The Economics of Ergonomics | Kyle Baley
Let it not be said there are no downsides to living in the Bahamas (though if you’ll permit a little boasting, a shortage of fantastic venues if you’re lucky enough to be in a band is not one of them).
The desk where I work is too high, plain and simple. So much so that I’ve recently abandoned my Kinesis keyboard because it is not what you might consider “low form factor”. I’ve started feeling some twinges in my lower forearm that my unscientific diagnosis is attributing to the height of my hands while I type. Dumping the Kinesis has helped but it has also led to the return of stress in other areas of my hands. And no amount of raccoon skinning seems to alleviate the pain.
Getting a lower desk is easy enough but I’d actually like to do a little experimenting with two alternatives. Alas, neither are easily done in the Bahamas. The underlying problem is availability. The desks/equipment I want to test are not available here so I would have to order them in. Which means both shipping charges and import duties, the latter of which is a major source of income for the Bahamian government to offset the fact that there is no income tax. So returning said equipment is just not practical if it doesn’t work out. Nor is there much of a reseller market.
So I’m hoping I can get some comments from people who have done something similar.
Adjustable height desk
These are, of courses, desks where you can adjust the height easily. I like the idea of these for two reasons:
They can be set low
They can be set high
I’ve never tried a desk that you stand at but I’ve always wanted to. Working on my own, I tend to get up and wander a lot while I’m thinking. I also pace when I’m on the phone with someone for any length of time so it would be more convenient to walk up to the computer during the conversation should the need arise. (“You want to know the right pattern of plaid for a first date with your second cousin? Let me look that up.”)
I went desk-shopping over the weekend and the closest thing I saw was in an office supply store. And it wasn’t on the showroom floor. Off in the corner of the store were the employee desks. They were all essentially plywood based, laminated desktops all mounted in warehouse style shelving frames. They sat on brackets in the frame which means you could set the height to whatever you want. It wasn’t something you could easily adjust on the fly and my wife wasn’t too thrilled at the industrial look so it was a fleeting idea at best.
This is an idea I’ve had ruminating in my head for a while now. I would get rid of the desk altogether in favour of a comfortable command-centre style or gaming chair. In front of it it, I’d mount my monitors on a couple of flexible arms somehow, possibly on the armrests or on stands on either side of the chair. The important thing is that I can slide the monitors out of my way when I want to get out of the chair, and slide them back in when I sit down.

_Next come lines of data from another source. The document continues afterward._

//! Cached wrapper for the GitHub API client
//!
//! Provides transparent caching for API responses. Only successful results
//! are stored; errors always go back to the caller uncached.

use async_trait::async_trait;
use serde::{Serialize, de::DeserializeOwned};
use std::sync::Arc;
use std::time::Duration;

use crate::cache::{CacheStore, CacheTtl, cache_key, get_json, set_json, token_fingerprint};
use crate::client::models::{BranchDetails, ContentFile, Contributor, Release, Repository};
use crate::client::{ContentApi, GitHubApi, PagedResponse, RepoApi, SearchParams};
use crate::error::Result;

/// Cached wrapper for any GitHubApi implementation.
///
/// `ttl` is the user's cache-duration preference; release data uses the
/// fixed [`CacheTtl`] values instead. Existence probes, raw file contents
/// and download URLs are never cached.
pub struct CachedGitHubClient<C: GitHubApi> {
    inner: Arc<C>,
    cache: Option<Arc<dyn CacheStore>>,
    ttl: Duration,
}

impl<C: GitHubApi> CachedGitHubClient<C> {
    /// Create a new cached client wrapper.
    ///
    /// # Arguments
    /// * `inner` - The underlying API client to wrap
    /// * `cache` - Backing store shared with the rest of the crate
    /// * `ttl` - Lifetime of cached API responses
    pub fn new(inner: C, cache: Arc<dyn CacheStore>, ttl: Duration) -> Self {
        Self {
            inner: Arc::new(inner),
            cache: Some(cache),
            ttl,
        }
    }

    /// Wrap without caching (every call goes upstream)
    pub fn uncached(inner: C) -> Self {
        Self {
            inner: Arc::new(inner),
            cache: None,
            ttl: Duration::ZERO,
        }
    }

    /// Get the inner client (for operations not part of the trait)
    pub fn inner(&self) -> &C {
        &self.inner
    }

    /// Try to get cached data
    fn get_cached<T: DeserializeOwned>(&self, key: &str) -> Option<T> {
        get_json(self.cache.as_deref()?, key)
    }

    /// Store data in cache
    fn set_cached<T: Serialize>(&self, key: &str, data: &T, ttl: Duration) {
        if let Some(cache) = self.cache.as_deref() {
            set_json(cache, key, data, ttl);
        }
    }
}

fn scope(owner: &str, repo: &str) -> String {
    format!("{}/{}", owner, repo)
}

#[async_trait]
impl<C: GitHubApi + 'static> RepoApi for CachedGitHubClient<C> {
    async fn search_repositories(
        &self,
        params: &SearchParams,
    ) -> Result<PagedResponse<Repository>> {
        // Token changes both rate limits and visibility of results
        let token = token_fingerprint(self.inner.credential().as_deref());
        let query = params.effective_query();
        let page = params.page.to_string();
        let per_page = params.per_page.to_string();
        let key = cache_key(
            "search",
            None,
            &[
                ("q", query.as_str()),
                ("page", page.as_str()),
                ("per_page", per_page.as_str()),
                ("sort", params.sort.as_str()),
                ("order", params.order.as_str()),
                ("token", token.as_str()),
            ],
        );

        if let Some(cached) = self.get_cached(&key) {
            log::debug!("Cache hit: search_repositories");
            return Ok(cached);
        }

        let result = self.inner.search_repositories(params).await?;
        self.set_cached(&key, &result, self.ttl);
        Ok(result)
    }

    async fn get_repo(&self, owner: &str, repo: &str) -> Result<Repository> {
        let key = cache_key("repo_details", Some(&scope(owner, repo)), &[]);

        if let Some(cached) = self.get_cached(&key) {
            log::debug!("Cache hit: get_repo");
            return Ok(cached);
        }

        let result = self.inner.get_repo(owner, repo).await?;
        self.set_cached(&key, &result, self.ttl);
        Ok(result)
    }

    /// Probe - NEVER cached (answers "can I reach it right now")
    async fn probe_repo(&self, owner: &str, repo: &str) -> Result<Repository> {
        self.inner.probe_repo(owner, repo).await
    }

    async fn get_branch(&self, owner: &str, repo: &str, branch: &str) -> Result<BranchDetails> {
        let key = cache_key(
            "branch_details",
            Some(&scope(owner, repo)),
            &[("branch", branch)],
        );

        if let Some(cached) = self.get_cached(&key) {
            log::debug!("Cache hit: get_branch");
            return Ok(cached);
        }

        let result = self.inner.get_branch(owner, repo, branch).await?;
        self.set_cached(&key, &result, self.ttl);
        Ok(result)
    }

    async fn list_contributors(&self, owner: &str, repo: &str) -> Result<Vec<Contributor>> {
        let key = cache_key("contributors", Some(&scope(owner, repo)), &[]);

        if let Some(cached) = self.get_cached(&key) {
            log::debug!("Cache hit: list_contributors");
            return Ok(cached);
        }

        let result = self.inner.list_contributors(owner, repo).await?;
        self.set_cached(&key, &result, self.ttl);
        Ok(result)
    }

    async fn list_releases(&self, owner: &str, repo: &str) -> Result<Vec<Release>> {
        let key = cache_key("releases", Some(&scope(owner, repo)), &[]);

        if let Some(cached) = self.get_cached(&key) {
            log::debug!("Cache hit: list_releases");
            return Ok(cached);
        }

        let result = self.inner.list_releases(owner, repo).await?;
        self.set_cached(&key, &result, CacheTtl::CHANGELOG);
        Ok(result)
    }

    async fn get_latest_release(&self, owner: &str, repo: &str) -> Result<Release> {
        let key = cache_key("latest_release", Some(&scope(owner, repo)), &[]);

        if let Some(cached) = self.get_cached(&key) {
            log::debug!("Cache hit: get_latest_release");
            return Ok(cached);
        }

        let result = self.inner.get_latest_release(owner, repo).await?;
        self.set_cached(&key, &result, CacheTtl::CHANGELOG);
        Ok(result)
    }
}

#[async_trait]
impl<C: GitHubApi + 'static> ContentApi for CachedGitHubClient<C> {
    async fn get_readme_html(&self, owner: &str, repo: &str) -> Result<String> {
        let key = cache_key("readme_html", Some(&scope(owner, repo)), &[]);

        if let Some(cached) = self.get_cached(&key) {
            log::debug!("Cache hit: get_readme_html");
            return Ok(cached);
        }

        let result = self.inner.get_readme_html(owner, repo).await?;
        self.set_cached(&key, &result, self.ttl);
        Ok(result)
    }

    async fn get_readme(&self, owner: &str, repo: &str) -> Result<ContentFile> {
        self.inner.get_readme(owner, repo).await
    }

    async fn get_file_content(&self, owner: &str, repo: &str, path: &str) -> Result<ContentFile> {
        self.inner.get_file_content(owner, repo, path).await
    }

    async fn get_repo_page_html(&self, owner: &str, repo: &str) -> Result<String> {
        let key = cache_key("repo_html", Some(&scope(owner, repo)), &[]);

        if let Some(cached) = self.get_cached(&key) {
            log::debug!("Cache hit: get_repo_page_html");
            return Ok(cached);
        }

        let result = self.inner.get_repo_page_html(owner, repo).await?;
        self.set_cached(&key, &result, CacheTtl::REPO_HTML);
        Ok(result)
    }
}

impl<C: GitHubApi + 'static> GitHubApi for CachedGitHubClient<C> {
    fn credential(&self) -> Option<String> {
        self.inner.credential()
    }

    fn is_rate_limited(&self) -> bool {
        self.inner.is_rate_limited()
    }

    fn set_rate_limited(&self, limited: bool) {
        self.inner.set_rate_limited(limited);
    }

    fn download_url(&self, owner: &str, repo: &str, git_ref: Option<&str>) -> String {
        self.inner.download_url(owner, repo, git_ref)
    }
}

The keyboard would rest either on my lap or on some flat surface on my lap. Or maybe go with a split keyboard (though one without a wire between the two) and have one piece mounted on each armrest. Haven’t quite worked out how the mouse would fit in though. A trackball on some little platform on the side makes sense but I’ve got one now and it doesn’t feel as productive as just a regular mouse.
I feel like this would be more comfortable and would reduce much of the muscle stress that seems to have become more prominent since hitting 40 earlier this year. All of this kind of makes sense in my head but the logistics of getting the stuff here is such that I don’t want to make the investment unless I’ve had a chance to try it out at least for a few days. There’s a chance my tendency to get up and wander might make this impractical. Or maybe cord management would be an ongoing problem.
The device shown at right, which I discovered while researching this article, is essentially what I’ve described. It’s some US$2750. Duty would add about 50% and shipping would likely bring the total price above five large. There’s another potential hurdle in that it may not be available anymore given the company’s domain seems to point to a parking spot. But even building my custom version will cost enough in non-refundable cash dollars for me not to head over eBay.
Instead, I hunt for a standard desk about four to six inches lower than the one I’ve got. Not as exciting, possibly not as ergonomic, but easier to replace.
So my question to you, my honorary hillbillies, for anecdotal evidence. Have you tried either of these devices? What’s good and bad? Good return for the money or does it sit in the garage next to the Bowflex you bought in a fit of New Year’s anxiety?